**THE DATA**
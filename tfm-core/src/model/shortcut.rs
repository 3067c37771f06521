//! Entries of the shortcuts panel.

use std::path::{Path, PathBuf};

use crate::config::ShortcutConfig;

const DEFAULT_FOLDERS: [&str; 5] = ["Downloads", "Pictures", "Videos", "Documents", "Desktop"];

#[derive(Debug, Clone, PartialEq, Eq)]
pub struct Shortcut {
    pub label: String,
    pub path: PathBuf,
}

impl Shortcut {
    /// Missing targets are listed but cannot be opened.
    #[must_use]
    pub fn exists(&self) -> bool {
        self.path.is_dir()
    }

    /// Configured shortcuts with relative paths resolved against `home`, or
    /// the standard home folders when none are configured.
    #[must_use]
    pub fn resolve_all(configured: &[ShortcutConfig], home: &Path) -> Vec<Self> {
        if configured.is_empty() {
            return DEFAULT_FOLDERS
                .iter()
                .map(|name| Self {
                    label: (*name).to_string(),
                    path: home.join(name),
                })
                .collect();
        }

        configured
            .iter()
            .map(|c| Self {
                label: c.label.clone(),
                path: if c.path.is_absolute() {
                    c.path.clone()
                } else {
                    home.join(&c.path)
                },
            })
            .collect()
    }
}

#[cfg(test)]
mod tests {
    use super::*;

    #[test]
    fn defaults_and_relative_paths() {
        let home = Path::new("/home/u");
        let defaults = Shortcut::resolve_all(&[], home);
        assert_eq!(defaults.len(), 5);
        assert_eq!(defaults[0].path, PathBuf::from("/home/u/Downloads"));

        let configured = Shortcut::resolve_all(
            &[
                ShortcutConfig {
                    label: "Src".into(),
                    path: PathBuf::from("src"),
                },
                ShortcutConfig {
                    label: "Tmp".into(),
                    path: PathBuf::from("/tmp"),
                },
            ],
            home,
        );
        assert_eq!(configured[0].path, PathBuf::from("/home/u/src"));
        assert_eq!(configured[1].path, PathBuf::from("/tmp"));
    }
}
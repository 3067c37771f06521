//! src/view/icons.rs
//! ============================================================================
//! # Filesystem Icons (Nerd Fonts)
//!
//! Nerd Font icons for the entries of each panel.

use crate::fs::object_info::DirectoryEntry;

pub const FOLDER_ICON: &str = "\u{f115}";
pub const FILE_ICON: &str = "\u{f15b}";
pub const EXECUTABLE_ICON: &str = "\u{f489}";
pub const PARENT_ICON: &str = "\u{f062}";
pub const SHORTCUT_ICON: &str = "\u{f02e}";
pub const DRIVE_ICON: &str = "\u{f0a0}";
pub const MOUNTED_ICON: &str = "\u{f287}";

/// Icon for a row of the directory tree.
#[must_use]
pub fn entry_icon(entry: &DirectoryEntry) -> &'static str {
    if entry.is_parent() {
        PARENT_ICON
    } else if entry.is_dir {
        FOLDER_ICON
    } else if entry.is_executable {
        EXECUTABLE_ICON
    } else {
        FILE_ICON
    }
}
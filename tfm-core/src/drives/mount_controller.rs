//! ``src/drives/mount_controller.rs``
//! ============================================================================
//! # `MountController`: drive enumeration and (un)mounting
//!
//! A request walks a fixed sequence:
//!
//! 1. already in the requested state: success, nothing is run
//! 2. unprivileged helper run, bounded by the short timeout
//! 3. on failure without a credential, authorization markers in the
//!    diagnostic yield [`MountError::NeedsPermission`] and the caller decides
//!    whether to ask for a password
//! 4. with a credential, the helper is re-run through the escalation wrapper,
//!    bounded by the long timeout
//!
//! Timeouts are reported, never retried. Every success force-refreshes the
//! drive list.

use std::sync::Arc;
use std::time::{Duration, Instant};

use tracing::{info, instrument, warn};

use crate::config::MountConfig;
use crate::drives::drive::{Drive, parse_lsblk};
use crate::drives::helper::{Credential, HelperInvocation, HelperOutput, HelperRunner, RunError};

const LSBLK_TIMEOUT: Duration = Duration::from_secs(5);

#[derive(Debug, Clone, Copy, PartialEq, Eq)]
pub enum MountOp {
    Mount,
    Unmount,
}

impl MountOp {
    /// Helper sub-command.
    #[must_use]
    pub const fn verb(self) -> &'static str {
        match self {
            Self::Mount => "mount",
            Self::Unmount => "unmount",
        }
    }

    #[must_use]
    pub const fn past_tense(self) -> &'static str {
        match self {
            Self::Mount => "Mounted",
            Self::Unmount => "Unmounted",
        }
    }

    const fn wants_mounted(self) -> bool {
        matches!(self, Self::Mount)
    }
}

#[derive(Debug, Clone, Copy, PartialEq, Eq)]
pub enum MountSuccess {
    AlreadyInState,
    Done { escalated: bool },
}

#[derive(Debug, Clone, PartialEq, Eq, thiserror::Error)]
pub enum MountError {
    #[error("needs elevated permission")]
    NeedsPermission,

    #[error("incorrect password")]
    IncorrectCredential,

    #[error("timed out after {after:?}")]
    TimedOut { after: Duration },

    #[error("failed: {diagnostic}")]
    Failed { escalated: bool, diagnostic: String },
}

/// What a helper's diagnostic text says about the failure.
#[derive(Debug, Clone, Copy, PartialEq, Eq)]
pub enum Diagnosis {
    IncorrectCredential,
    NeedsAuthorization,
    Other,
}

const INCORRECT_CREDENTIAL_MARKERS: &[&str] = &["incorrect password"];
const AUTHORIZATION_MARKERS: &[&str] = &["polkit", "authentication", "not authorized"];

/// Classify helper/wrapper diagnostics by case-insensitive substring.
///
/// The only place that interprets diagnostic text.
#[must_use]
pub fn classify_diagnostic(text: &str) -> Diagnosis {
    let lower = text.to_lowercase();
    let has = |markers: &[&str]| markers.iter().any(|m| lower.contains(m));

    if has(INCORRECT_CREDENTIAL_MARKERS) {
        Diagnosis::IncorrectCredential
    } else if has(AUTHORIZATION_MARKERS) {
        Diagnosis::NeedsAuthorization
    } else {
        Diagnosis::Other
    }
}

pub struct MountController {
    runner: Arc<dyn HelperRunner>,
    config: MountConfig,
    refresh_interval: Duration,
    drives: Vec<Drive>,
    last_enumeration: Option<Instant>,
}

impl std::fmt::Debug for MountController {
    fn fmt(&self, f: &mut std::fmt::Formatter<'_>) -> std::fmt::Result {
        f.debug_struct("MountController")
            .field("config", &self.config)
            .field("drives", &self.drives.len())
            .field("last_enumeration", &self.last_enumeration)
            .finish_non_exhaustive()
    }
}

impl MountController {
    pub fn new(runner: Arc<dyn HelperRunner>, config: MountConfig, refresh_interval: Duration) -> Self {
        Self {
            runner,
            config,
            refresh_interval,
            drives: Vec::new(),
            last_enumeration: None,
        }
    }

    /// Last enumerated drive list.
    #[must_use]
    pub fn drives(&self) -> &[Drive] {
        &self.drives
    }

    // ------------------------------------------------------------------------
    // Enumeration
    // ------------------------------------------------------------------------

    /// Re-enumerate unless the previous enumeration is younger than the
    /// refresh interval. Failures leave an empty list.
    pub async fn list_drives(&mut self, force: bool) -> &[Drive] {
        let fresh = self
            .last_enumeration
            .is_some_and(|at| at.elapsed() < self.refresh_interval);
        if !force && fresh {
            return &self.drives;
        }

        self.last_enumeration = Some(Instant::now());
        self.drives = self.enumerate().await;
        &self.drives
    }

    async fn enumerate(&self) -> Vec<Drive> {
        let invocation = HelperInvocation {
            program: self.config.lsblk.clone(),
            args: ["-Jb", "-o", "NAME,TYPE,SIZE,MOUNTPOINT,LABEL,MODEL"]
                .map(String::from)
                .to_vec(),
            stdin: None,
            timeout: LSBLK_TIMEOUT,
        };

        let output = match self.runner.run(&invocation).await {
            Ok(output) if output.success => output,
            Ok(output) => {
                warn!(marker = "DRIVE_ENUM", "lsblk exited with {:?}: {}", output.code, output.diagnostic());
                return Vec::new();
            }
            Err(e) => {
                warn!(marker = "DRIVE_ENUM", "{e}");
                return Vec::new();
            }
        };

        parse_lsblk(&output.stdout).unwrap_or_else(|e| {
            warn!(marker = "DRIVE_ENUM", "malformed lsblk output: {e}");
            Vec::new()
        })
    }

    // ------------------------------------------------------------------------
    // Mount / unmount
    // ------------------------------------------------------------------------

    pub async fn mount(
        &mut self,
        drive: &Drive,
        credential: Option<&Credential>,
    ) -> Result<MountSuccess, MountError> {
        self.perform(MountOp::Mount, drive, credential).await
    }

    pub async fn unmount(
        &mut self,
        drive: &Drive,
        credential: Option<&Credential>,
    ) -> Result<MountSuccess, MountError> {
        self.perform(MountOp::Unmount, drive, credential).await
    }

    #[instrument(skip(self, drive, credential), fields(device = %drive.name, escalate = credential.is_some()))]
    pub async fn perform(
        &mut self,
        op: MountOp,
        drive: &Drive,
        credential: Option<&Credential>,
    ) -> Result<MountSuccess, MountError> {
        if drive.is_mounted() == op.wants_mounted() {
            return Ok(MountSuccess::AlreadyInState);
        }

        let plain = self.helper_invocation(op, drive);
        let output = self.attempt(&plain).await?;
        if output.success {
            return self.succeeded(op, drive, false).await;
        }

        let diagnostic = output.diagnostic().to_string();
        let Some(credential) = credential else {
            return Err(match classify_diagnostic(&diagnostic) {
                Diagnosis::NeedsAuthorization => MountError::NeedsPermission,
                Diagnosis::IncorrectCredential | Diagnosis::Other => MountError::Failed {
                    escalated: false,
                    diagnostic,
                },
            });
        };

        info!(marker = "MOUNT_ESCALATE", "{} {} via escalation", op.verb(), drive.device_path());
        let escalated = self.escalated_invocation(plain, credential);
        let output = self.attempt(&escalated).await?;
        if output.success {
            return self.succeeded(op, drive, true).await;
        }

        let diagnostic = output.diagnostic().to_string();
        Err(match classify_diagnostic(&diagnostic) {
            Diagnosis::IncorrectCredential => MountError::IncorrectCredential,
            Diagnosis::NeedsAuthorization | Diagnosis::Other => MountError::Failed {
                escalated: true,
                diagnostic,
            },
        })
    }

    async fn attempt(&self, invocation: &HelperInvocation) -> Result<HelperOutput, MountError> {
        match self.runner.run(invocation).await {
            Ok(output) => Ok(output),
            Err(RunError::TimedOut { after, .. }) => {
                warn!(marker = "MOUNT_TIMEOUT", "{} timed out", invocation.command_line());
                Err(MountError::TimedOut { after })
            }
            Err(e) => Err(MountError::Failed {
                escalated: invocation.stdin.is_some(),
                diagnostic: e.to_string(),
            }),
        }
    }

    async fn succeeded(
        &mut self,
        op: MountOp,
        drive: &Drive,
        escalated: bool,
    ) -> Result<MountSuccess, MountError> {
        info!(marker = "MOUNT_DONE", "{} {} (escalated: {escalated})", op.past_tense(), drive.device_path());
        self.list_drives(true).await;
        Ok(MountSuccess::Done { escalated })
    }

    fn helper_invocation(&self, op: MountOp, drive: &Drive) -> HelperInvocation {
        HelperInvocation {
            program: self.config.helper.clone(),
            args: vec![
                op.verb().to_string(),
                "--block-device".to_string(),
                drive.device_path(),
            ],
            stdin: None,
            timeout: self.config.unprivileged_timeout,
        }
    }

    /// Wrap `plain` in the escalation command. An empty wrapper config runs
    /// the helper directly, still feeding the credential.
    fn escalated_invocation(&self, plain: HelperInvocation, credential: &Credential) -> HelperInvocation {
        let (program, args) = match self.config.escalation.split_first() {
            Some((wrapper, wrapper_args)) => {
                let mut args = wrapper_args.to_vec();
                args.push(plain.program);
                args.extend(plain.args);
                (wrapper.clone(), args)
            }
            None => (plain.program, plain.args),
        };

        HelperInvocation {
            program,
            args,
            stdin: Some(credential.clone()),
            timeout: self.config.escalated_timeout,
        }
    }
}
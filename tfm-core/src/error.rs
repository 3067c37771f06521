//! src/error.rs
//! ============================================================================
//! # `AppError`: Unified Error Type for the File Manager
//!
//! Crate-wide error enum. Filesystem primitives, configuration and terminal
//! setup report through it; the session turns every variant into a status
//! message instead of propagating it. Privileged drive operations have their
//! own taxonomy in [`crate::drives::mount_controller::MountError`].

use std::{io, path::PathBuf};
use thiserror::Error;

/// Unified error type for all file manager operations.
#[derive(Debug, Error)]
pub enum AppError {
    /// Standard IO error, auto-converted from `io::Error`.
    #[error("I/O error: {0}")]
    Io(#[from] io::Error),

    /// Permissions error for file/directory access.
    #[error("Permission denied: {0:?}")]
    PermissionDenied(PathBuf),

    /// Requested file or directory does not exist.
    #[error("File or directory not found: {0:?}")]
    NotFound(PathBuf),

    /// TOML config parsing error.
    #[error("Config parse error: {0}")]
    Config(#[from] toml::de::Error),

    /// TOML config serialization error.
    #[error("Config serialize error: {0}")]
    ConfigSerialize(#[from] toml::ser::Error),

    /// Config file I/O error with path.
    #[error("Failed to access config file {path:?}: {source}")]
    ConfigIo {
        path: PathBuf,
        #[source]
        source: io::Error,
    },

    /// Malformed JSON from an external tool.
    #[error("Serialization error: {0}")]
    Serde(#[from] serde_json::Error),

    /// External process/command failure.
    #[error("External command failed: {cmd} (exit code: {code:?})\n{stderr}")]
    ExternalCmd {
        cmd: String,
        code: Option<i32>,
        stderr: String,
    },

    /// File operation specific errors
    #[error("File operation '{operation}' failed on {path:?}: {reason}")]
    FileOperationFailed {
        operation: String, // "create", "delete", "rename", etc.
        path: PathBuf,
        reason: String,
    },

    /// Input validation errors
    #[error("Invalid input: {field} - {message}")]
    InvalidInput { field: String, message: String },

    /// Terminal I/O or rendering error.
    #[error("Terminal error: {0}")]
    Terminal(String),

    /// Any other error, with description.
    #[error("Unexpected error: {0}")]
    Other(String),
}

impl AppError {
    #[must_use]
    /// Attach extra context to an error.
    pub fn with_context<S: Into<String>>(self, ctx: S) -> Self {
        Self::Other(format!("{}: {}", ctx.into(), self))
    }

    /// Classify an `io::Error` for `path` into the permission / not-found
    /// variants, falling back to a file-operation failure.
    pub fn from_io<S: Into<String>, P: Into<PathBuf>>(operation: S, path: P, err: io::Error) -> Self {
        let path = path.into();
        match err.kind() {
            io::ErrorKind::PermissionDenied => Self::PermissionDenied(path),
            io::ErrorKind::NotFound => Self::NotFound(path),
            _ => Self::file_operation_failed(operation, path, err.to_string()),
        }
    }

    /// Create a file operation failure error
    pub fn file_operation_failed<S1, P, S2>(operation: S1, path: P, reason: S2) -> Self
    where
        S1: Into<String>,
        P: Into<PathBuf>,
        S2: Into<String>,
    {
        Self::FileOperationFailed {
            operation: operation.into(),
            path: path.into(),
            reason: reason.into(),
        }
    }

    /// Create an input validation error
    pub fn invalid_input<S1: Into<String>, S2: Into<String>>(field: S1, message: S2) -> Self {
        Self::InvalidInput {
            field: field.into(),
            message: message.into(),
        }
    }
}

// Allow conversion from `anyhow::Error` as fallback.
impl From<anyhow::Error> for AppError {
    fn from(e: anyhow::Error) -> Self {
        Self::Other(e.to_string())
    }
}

**TASK PROMPT**
When you come to the line containing "pub fn exists(&self)", give it and stop; before that, repeat each line of the material exactly from the first one.

**WORKED SOLUTION**
filename tfm-core/src/model/shortcut.rs
repository 3067c37771f06521
//! Entries of the shortcuts panel.

use std::path::{Path, PathBuf};

use crate::config::ShortcutConfig;

const DEFAULT_FOLDERS: [&str; 5] = ["Downloads", "Pictures", "Videos", "Documents", "Desktop"];

#[derive(Debug, Clone, PartialEq, Eq)]
pub struct Shortcut {
    pub label: String,
    pub path: PathBuf,
}

impl Shortcut {
    /// Missing targets are listed but cannot be opened.
    #[must_use]
    pub fn exists(&self) -> bool {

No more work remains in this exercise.